**Provided information**
/---

pub mod cs;

pub use cs::error::{Error, Result};
pub use cs::{hashing, randomized};
pub use cs::{bucket_load_statistics, find_collision_free_hash};
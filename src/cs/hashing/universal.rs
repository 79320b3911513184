//! # Universal Hashing
//!
//! Carter-Wegman multiplicative hashing over a Mersenne prime field. A hash function is chosen
//! by two random parameters `m ∈ [1, p-1]` and `n ∈ [0, p-1]` and computes
//!
//! ```text
//!   h(x) = ((m * x + n) mod p) mod 2^b
//! ```
//!
//! where `p = 2^e - 1` is picked from the key width and `b` is the requested number of output
//! bits. For two distinct keys the probability of `((m * x + n) mod p)` colliding is at most
//! `1/p` over the random choice of `(m, n)`, which is what makes the family universal.
//!
//! The three supported key widths differ only in their prime and in how keys are masked
//! before hashing; they are rows of one table ([`DomainWidth`]), not separate types.
//!
//! | key width | prime      | key mask      |
//! |-----------|------------|---------------|
//! | 8 bits    | `2^13 - 1` | none          |
//! | 16 bits   | `2^17 - 1` | none          |
//! | 32 bits   | `2^31 - 1` | `0x7FFF_FFFF` |
//!
//! The 32-bit row ignores the highest bit of the key: `x` and `x ^ 2^31` hash identically.
//! Keys wider than the 8 and 16-bit domains are hashed as given; only the low `2 * e` bits of
//! `m * x + n` take part in the reduction.
//!
//! **Note**: This is **not** a cryptographic hash.
//!
//! # Usage
//!
//! ```rust
//! use mersenne_hash::cs::hashing::universal::{DomainWidth, UniversalHash};
//!
//! let hash = UniversalHash::with_params(DomainWidth::U32, 3, 1_234_567, 89).unwrap();
//! let bucket = hash.hash(42);
//! assert!(bucket < 8);
//! ```
//!
//! Random instances are drawn through [`UniversalHashFamily`](super::family::UniversalHashFamily).

use std::fmt;

use rand::Rng;

use crate::cs::error::{Error, Result};
use crate::cs::hashing::mersenne::MersennePrime;

/// Supported key widths for the universal hash family.
#[derive(Debug, Clone, Copy, PartialEq, Eq, Hash)]
pub enum DomainWidth {
    U8,
    U16,
    U32,
}

impl DomainWidth {
    /// All supported widths, narrowest first.
    pub const ALL: [DomainWidth; 3] = [DomainWidth::U8, DomainWidth::U16, DomainWidth::U32];

    /// Number of key bits.
    pub const fn bits(self) -> u32 {
        match self {
            DomainWidth::U8 => 8,
            DomainWidth::U16 => 16,
            DomainWidth::U32 => 32,
        }
    }

    /// The Mersenne prime used for keys of this width.
    pub const fn prime(self) -> MersennePrime {
        match self {
            DomainWidth::U8 => MersennePrime::M13,
            DomainWidth::U16 => MersennePrime::M17,
            DomainWidth::U32 => MersennePrime::M31,
        }
    }

    /// Mask applied to every key before hashing.
    ///
    /// Only 32-bit keys are masked, with `2^31 - 1`, so their top bit never reaches the hash.
    pub const fn key_mask(self) -> u64 {
        match self {
            DomainWidth::U8 | DomainWidth::U16 => u64::MAX,
            DomainWidth::U32 => MersennePrime::M31.prime(),
        }
    }
}

impl TryFrom<u32> for DomainWidth {
    type Error = Error;

    fn try_from(bits: u32) -> Result<Self> {
        match bits {
            8 => Ok(DomainWidth::U8),
            16 => Ok(DomainWidth::U16),
            32 => Ok(DomainWidth::U32),
            other => Err(Error::invalid_configuration(format!(
                "unsupported domain width {other}, expected 8, 16 or 32"
            ))),
        }
    }
}

impl fmt::Display for DomainWidth {
    fn fmt(&self, f: &mut fmt::Formatter<'_>) -> fmt::Result {
        write!(f, "u{}", self.bits())
    }
}

/// Computes `((m * x + n) mod p) & final_mask`.
///
/// `m * x + n` is formed in `u128` without overflow for any `m, n < 2^64` paired with a prime
/// of at most 61 bits. Only its low `2 * exponent` bits are reduced; bits above them are
/// dropped, so the result equals `(m * x + n) mod p` whenever `m * x + n < 2^(2 * exponent)`,
/// which always holds for 32-bit keys masked with [`DomainWidth::key_mask`] and for keys that
/// fit the 8 or 16-bit width.
#[inline]
pub fn evaluate(prime: MersennePrime, m: u64, n: u64, final_mask: u64, x: u64) -> u64 {
    let linear = m as u128 * x as u128 + n as u128;
    prime.reduce(linear & prime.input_mask()) & final_mask
}

/// One member of the universal hash family.
#[derive(Debug, Clone, PartialEq, Eq, Hash)]
pub struct UniversalHash {
    domain: DomainWidth,
    m: u64,
    n: u64,
    output_bits: u32,
    final_mask: u64,
}

impl UniversalHash {
    /// Builds a hash function from explicit parameters.
    ///
    /// # Errors
    ///
    /// Returns [`Error::InvalidConfiguration`] unless `output_bits < domain.bits()`,
    /// `1 <= m < p` and `n < p`.
    pub fn with_params(domain: DomainWidth, output_bits: u32, m: u64, n: u64) -> Result<Self> {
        check_output_bits(domain, output_bits)?;
        let p = domain.prime().prime();
        if m == 0 || m >= p {
            return Err(Error::invalid_configuration(format!(
                "multiplier m = {m} must be in [1, {}]",
                p - 1
            )));
        }
        if n >= p {
            return Err(Error::invalid_configuration(format!(
                "offset n = {n} must be in [0, {}]",
                p - 1
            )));
        }
        Ok(Self::from_parts(domain, output_bits, m, n))
    }

    /// Draws `m` and `n` uniformly from `rng`. `output_bits` must already be validated.
    pub(crate) fn sample<R: Rng + ?Sized>(
        domain: DomainWidth,
        output_bits: u32,
        rng: &mut R,
    ) -> Self {
        let p = domain.prime().prime();
        let m = rng.gen_range(1..p);
        let n = rng.gen_range(0..p);
        Self::from_parts(domain, output_bits, m, n)
    }

    fn from_parts(domain: DomainWidth, output_bits: u32, m: u64, n: u64) -> Self {
        Self {
            domain,
            m,
            n,
            output_bits,
            final_mask: (1u64 << output_bits) - 1,
        }
    }

    /// Hashes `key` into `[0, 2^output_bits)`.
    #[inline]
    pub fn hash(&self, key: u64) -> u64 {
        evaluate(
            self.domain.prime(),
            self.m,
            self.n,
            self.final_mask,
            key & self.domain.key_mask(),
        )
    }

    /// Hashes `key` into `[0, p)`, skipping the final output mask.
    #[inline]
    pub fn hash_unmasked(&self, key: u64) -> u64 {
        evaluate(
            self.domain.prime(),
            self.m,
            self.n,
            u64::MAX,
            key & self.domain.key_mask(),
        )
    }

    /// Hashes every key of `keys` in order.
    pub fn hash_all(&self, keys: &[u64]) -> Vec<u64> {
        keys.iter().map(|&k| self.hash(k)).collect()
    }

    pub fn domain(&self) -> DomainWidth {
        self.domain
    }

    pub fn prime(&self) -> MersennePrime {
        self.domain.prime()
    }

    /// The multiplier `m`.
    pub fn m(&self) -> u64 {
        self.m
    }

    /// The offset `n`.
    pub fn n(&self) -> u64 {
        self.n
    }

    /// `(m, n)`
    pub fn params(&self) -> (u64, u64) {
        (self.m, self.n)
    }

    pub fn output_bits(&self) -> u32 {
        self.output_bits
    }

    pub fn final_mask(&self) -> u64 {
        self.final_mask
    }
}

pub(crate) fn check_output_bits(domain: DomainWidth, output_bits: u32) -> Result<()> {
    if output_bits >= domain.bits() {
        return Err(Error::invalid_configuration(format!(
            "output_bits = {output_bits} must be below the {}-bit domain width",
            domain.bits()
        )));
    }
    Ok(())
}

#[cfg(test)]
mod tests {
    use super::*;
    use rand::{rngs::StdRng, SeedableRng};

    #[test]
    fn test_domain_width_table() {
        assert_eq!(DomainWidth::try_from(8).unwrap(), DomainWidth::U8);
        assert_eq!(DomainWidth::try_from(16).unwrap(), DomainWidth::U16);
        assert_eq!(DomainWidth::try_from(32).unwrap(), DomainWidth::U32);
        assert!(matches!(
            DomainWidth::try_from(64),
            Err(Error::InvalidConfiguration(_))
        ));
        assert_eq!(DomainWidth::U8.prime().exponent(), 13);
        assert_eq!(DomainWidth::U16.prime().exponent(), 17);
        assert_eq!(DomainWidth::U32.prime().exponent(), 31);
        assert_eq!(DomainWidth::U32.to_string(), "u32");
    }

    #[test]
    fn test_primes_cover_squared_key_range() {
        // m * x + n fits in 2 * exponent bits for every key of the nominal width
        for domain in DomainWidth::ALL {
            let p = domain.prime();
            let max_param = p.prime() as u128 - 1;
            let max_key = (1u128 << domain.bits()) - 1;
            let worst = max_param * (max_key & domain.key_mask() as u128) + max_param;
            assert!(worst >> (2 * p.exponent()) == 0, "{domain}");
        }
        assert_eq!(DomainWidth::U8.key_mask(), u64::MAX);
        assert_eq!(DomainWidth::U16.key_mask(), u64::MAX);
        assert_eq!(DomainWidth::U32.key_mask(), (1 << 31) - 1);
    }

    #[test]
    fn test_narrow_domains_do_not_mask_wide_keys() {
        let h = UniversalHash::with_params(DomainWidth::U8, 7, 100, 0).unwrap();
        // (100 * 300) mod 8191 = 5427, & 127 = 51
        assert_eq!(h.hash(300), 51);
        assert_eq!(h.hash_unmasked(300), 5427);
        assert_ne!(h.hash(300), h.hash(300 & 0xFF));

        let h = UniversalHash::with_params(DomainWidth::U16, 15, 3, 7).unwrap();
        let key = 70_000u64;
        assert_eq!(h.hash_unmasked(key), (3 * key + 7) % ((1 << 17) - 1));
    }

    #[test]
    fn test_wide_product_keeps_low_double_width_bits() {
        // 100 * 2^20 exceeds 2^26; bits from 26 upward are dropped before reducing
        let h = UniversalHash::with_params(DomainWidth::U8, 7, 100, 9).unwrap();
        let key = 1u64 << 20;
        let folded = (100 * key + 9) & ((1 << 26) - 1);
        assert_eq!(h.hash_unmasked(key), folded % 8191);
        assert_eq!(h.hash(u64::MAX), h.hash(u64::MAX));
    }

    #[test]
    fn test_with_params_validation() {
        assert!(UniversalHash::with_params(DomainWidth::U8, 8, 1, 0).is_err());
        assert!(UniversalHash::with_params(DomainWidth::U8, 7, 1, 0).is_ok());
        assert!(UniversalHash::with_params(DomainWidth::U8, 0, 1, 0).is_ok());
        assert!(UniversalHash::with_params(DomainWidth::U16, 3, 0, 0).is_err());
        assert!(UniversalHash::with_params(DomainWidth::U16, 3, (1 << 17) - 1, 0).is_err());
        assert!(UniversalHash::with_params(DomainWidth::U16, 3, (1 << 17) - 2, 0).is_ok());
        assert!(UniversalHash::with_params(DomainWidth::U32, 3, 5, (1 << 31) - 1).is_err());
        assert!(UniversalHash::with_params(DomainWidth::U32, 31, 5, (1 << 31) - 2).is_ok());
    }

    #[test]
    fn test_known_values() {
        let h = UniversalHash::with_params(DomainWidth::U8, 7, 3, 5).unwrap();
        // 3 * 10 + 5 = 35 < 8191
        assert_eq!(h.hash(10), 35);
        assert_eq!(h.hash_unmasked(10), 35);

        let h = UniversalHash::with_params(DomainWidth::U32, 3, 2, 0).unwrap();
        // 2 * (2^30 + 1) = 2^31 + 2 ≡ 3 (mod 2^31 - 1)
        assert_eq!(h.hash_unmasked((1 << 30) + 1), 3);
        assert_eq!(h.hash((1 << 30) + 1), 3);
    }

    #[test]
    fn test_matches_direct_modulus() {
        let mut rng = StdRng::seed_from_u64(7);
        for domain in DomainWidth::ALL {
            for _ in 0..50 {
                let h = UniversalHash::sample(domain, domain.bits() - 1, &mut rng);
                for _ in 0..100 {
                    let key = (rng.gen::<u64>() >> (64 - domain.bits())) & domain.key_mask();
                    let p = domain.prime().prime() as u128;
                    let expected = ((h.m() as u128 * key as u128 + h.n() as u128) % p) as u64;
                    assert_eq!(h.hash_unmasked(key), expected);
                    assert_eq!(h.hash(key), expected & h.final_mask());
                }
            }
        }
    }

    #[test]
    fn test_output_range() {
        let mut rng = StdRng::seed_from_u64(42);
        for domain in DomainWidth::ALL {
            for bits in 0..domain.bits() {
                let h = UniversalHash::sample(domain, bits, &mut rng);
                assert_eq!(h.final_mask(), (1u64 << bits) - 1);
                for _ in 0..64 {
                    let out = h.hash(rng.gen());
                    assert!(out <= h.final_mask());
                    assert!(h.hash_unmasked(rng.gen()) < domain.prime().prime());
                }
            }
        }
    }

    #[test]
    fn test_deterministic() {
        let h = UniversalHash::with_params(DomainWidth::U16, 10, 99_991, 4_242).unwrap();
        for key in 0..1000u64 {
            assert_eq!(h.hash(key), h.hash(key));
            assert_eq!(
                h.hash(key),
                evaluate(h.prime(), h.m(), h.n(), h.final_mask(), key)
            );
        }
    }

    #[test]
    fn test_u32_ignores_top_bit() {
        let mut rng = StdRng::seed_from_u64(31);
        for _ in 0..20 {
            let h = UniversalHash::sample(DomainWidth::U32, 16, &mut rng);
            for _ in 0..100 {
                let key = rng.gen::<u32>() as u64;
                assert_eq!(h.hash(key), h.hash(key ^ (1 << 31)));
            }
        }
    }

    #[test]
    fn test_zero_output_bits_maps_everything_to_zero() {
        let h = UniversalHash::with_params(DomainWidth::U32, 0, 17, 3).unwrap();
        assert!((0..500u64).all(|k| h.hash(k) == 0));
    }
}
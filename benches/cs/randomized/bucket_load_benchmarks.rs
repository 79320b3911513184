use criterion::{black_box, criterion_group, criterion_main, BenchmarkId, Criterion};
use mersenne_hash::cs::randomized::bucket_load::{
    load_factor_stats_with_rng, par_load_factor_stats, run_trial, BucketLoadConfig,
};
use rand::{rngs::StdRng, SeedableRng};

fn bench_trial(c: &mut Criterion) {
    let mut group = c.benchmark_group("bucket_trial");
    for &(buckets, capacity) in &[(100usize, 4usize), (100, 16), (1000, 16)] {
        let mut rng = StdRng::seed_from_u64(5);
        group.bench_with_input(
            BenchmarkId::new(format!("{buckets}x{capacity}"), 3),
            &(buckets, capacity),
            |b, &(buckets, capacity)| {
                b.iter(|| run_trial(black_box(buckets), capacity, 3, &mut rng).unwrap())
            },
        );
    }
    group.finish();
}

fn bench_statistics(c: &mut Criterion) {
    let config = BucketLoadConfig::new(100, 16).with_trials(1000);
    c.bench_function("load_stats_sequential", |b| {
        b.iter(|| {
            let mut rng = StdRng::seed_from_u64(9);
            load_factor_stats_with_rng(black_box(&config), &mut rng).unwrap()
        })
    });
    c.bench_function("load_stats_parallel", |b| {
        b.iter(|| par_load_factor_stats(black_box(&config), 9).unwrap())
    });
}

criterion_group!(benches, bench_trial, bench_statistics);
criterion_main!(benches);
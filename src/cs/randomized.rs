pub mod bucket_load;

pub use bucket_load::{
    bucket_load_statistics, load_factor, load_factor_stats_with_rng, par_load_factor_stats,
    run_trial, BucketLoadConfig, LoadFactorStats,
};
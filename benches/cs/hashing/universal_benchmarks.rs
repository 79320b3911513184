use criterion::{black_box, criterion_group, criterion_main, BenchmarkId, Criterion, Throughput};
use mersenne_hash::cs::hashing::{
    find_collision_free_hash_with_rng, DomainWidth, MersennePrime, UniversalHashFamily,
};
use rand::{rngs::StdRng, Rng, SeedableRng};

fn bench_reduce(c: &mut Criterion) {
    let mut rng = StdRng::seed_from_u64(1);
    let inputs: Vec<u128> = (0..4096).map(|_| rng.gen_range(0..1u128 << 62)).collect();
    let p = MersennePrime::M31;

    c.bench_function("mersenne_reduce_m31", |b| {
        b.iter(|| {
            inputs
                .iter()
                .fold(0u64, |acc, &x| acc ^ p.reduce(black_box(x)))
        })
    });
    c.bench_function("modulo_m31", |b| {
        let prime = p.prime() as u128;
        b.iter(|| {
            inputs
                .iter()
                .fold(0u64, |acc, &x| acc ^ (black_box(x) % prime) as u64)
        })
    });
}

fn bench_hash(c: &mut Criterion) {
    let mut group = c.benchmark_group("universal_hash");
    let keys: Vec<u64> = (0..10_000).collect();
    group.throughput(Throughput::Elements(keys.len() as u64));

    for domain in DomainWidth::ALL {
        let hash = UniversalHashFamily::for_domain(domain, domain.bits() - 1)
            .unwrap()
            .seeded_sample(7);
        group.bench_with_input(BenchmarkId::from_parameter(domain), &keys, |b, keys| {
            b.iter(|| keys.iter().fold(0u64, |acc, &k| acc ^ hash.hash(black_box(k))))
        });
    }
    group.finish();
}

fn bench_collision_search(c: &mut Criterion) {
    let keys: [u64; 8] = [4, 123, 65, 3456, 7645, 1231546, 7647, 12];
    c.bench_function("collision_search_1000_trials", |b| {
        b.iter(|| {
            let rng = StdRng::seed_from_u64(3);
            find_collision_free_hash_with_rng(32, 3, black_box(&keys), 1000, rng)
                .unwrap()
                .count()
        })
    });
}

criterion_group!(benches, bench_reduce, bench_hash, bench_collision_search);
criterion_main!(benches);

\---

**Activity**
Show every line above in which the word "UniversalHashFamily" occurs.

**Exercise solution**
//! Random instances are drawn through [`UniversalHashFamily`](super::family::UniversalHashFamily).
    find_collision_free_hash_with_rng, DomainWidth, MersennePrime, UniversalHashFamily,
        let hash = UniversalHashFamily::for_domain(domain, domain.bits() - 1)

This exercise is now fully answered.